Filter by the string "static": return the lines of the material that contain it.

MATERIAL FOR THIS TASK =>

----

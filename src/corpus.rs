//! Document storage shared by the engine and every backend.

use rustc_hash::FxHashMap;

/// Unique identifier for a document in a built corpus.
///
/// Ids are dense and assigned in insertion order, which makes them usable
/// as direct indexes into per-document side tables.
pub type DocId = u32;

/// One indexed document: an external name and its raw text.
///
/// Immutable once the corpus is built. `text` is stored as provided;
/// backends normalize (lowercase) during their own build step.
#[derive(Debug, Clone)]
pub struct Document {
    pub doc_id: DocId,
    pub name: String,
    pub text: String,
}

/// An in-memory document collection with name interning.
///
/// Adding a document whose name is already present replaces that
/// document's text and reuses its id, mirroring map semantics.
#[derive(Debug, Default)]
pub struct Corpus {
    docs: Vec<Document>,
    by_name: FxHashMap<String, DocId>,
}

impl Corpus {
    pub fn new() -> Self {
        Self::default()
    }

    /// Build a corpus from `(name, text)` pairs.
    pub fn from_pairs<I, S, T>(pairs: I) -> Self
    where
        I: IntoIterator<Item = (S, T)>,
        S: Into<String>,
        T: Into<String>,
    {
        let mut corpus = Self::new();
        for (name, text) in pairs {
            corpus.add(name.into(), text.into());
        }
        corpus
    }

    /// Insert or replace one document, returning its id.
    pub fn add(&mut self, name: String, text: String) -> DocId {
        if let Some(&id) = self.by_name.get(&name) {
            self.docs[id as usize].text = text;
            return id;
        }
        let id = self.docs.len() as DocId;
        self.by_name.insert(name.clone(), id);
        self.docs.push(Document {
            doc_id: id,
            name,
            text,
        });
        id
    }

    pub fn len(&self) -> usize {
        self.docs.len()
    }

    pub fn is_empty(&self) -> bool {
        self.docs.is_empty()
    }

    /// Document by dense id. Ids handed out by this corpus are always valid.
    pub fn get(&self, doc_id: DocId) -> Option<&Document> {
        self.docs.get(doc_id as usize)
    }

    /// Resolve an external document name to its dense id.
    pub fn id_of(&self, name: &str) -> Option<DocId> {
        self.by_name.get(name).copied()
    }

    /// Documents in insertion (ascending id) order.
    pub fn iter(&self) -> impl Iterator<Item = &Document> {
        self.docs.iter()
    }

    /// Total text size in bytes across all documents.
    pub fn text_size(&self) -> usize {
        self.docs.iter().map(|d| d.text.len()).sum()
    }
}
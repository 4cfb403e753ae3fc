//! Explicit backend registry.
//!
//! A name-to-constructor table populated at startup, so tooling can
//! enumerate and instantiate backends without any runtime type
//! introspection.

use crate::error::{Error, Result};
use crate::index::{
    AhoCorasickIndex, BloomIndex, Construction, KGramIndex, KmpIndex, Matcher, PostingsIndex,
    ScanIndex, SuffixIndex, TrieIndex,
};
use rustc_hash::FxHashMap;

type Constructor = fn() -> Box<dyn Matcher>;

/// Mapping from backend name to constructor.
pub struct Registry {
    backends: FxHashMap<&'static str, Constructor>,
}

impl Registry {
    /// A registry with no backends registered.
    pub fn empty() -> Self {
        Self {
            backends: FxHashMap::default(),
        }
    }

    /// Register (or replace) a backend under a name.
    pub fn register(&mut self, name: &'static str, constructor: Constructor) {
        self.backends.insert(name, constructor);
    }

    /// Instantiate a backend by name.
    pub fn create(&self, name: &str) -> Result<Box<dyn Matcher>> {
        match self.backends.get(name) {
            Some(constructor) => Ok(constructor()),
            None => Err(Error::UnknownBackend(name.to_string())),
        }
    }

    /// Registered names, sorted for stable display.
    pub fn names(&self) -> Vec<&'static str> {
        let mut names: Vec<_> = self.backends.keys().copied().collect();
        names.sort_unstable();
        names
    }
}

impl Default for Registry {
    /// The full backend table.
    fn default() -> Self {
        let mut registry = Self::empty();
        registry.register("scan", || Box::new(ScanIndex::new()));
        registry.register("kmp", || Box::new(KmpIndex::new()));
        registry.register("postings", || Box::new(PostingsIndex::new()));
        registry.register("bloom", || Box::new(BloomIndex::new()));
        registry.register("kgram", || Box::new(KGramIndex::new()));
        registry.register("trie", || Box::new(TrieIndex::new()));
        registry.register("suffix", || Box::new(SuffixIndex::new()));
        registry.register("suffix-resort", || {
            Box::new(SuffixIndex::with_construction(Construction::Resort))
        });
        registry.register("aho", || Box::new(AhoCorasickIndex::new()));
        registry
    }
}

----

TASK OUTPUT =>
    backends: FxHashMap<&'static str, Constructor>,
    pub fn register(&mut self, name: &'static str, constructor: Constructor) {
    pub fn names(&self) -> Vec<&'static str> {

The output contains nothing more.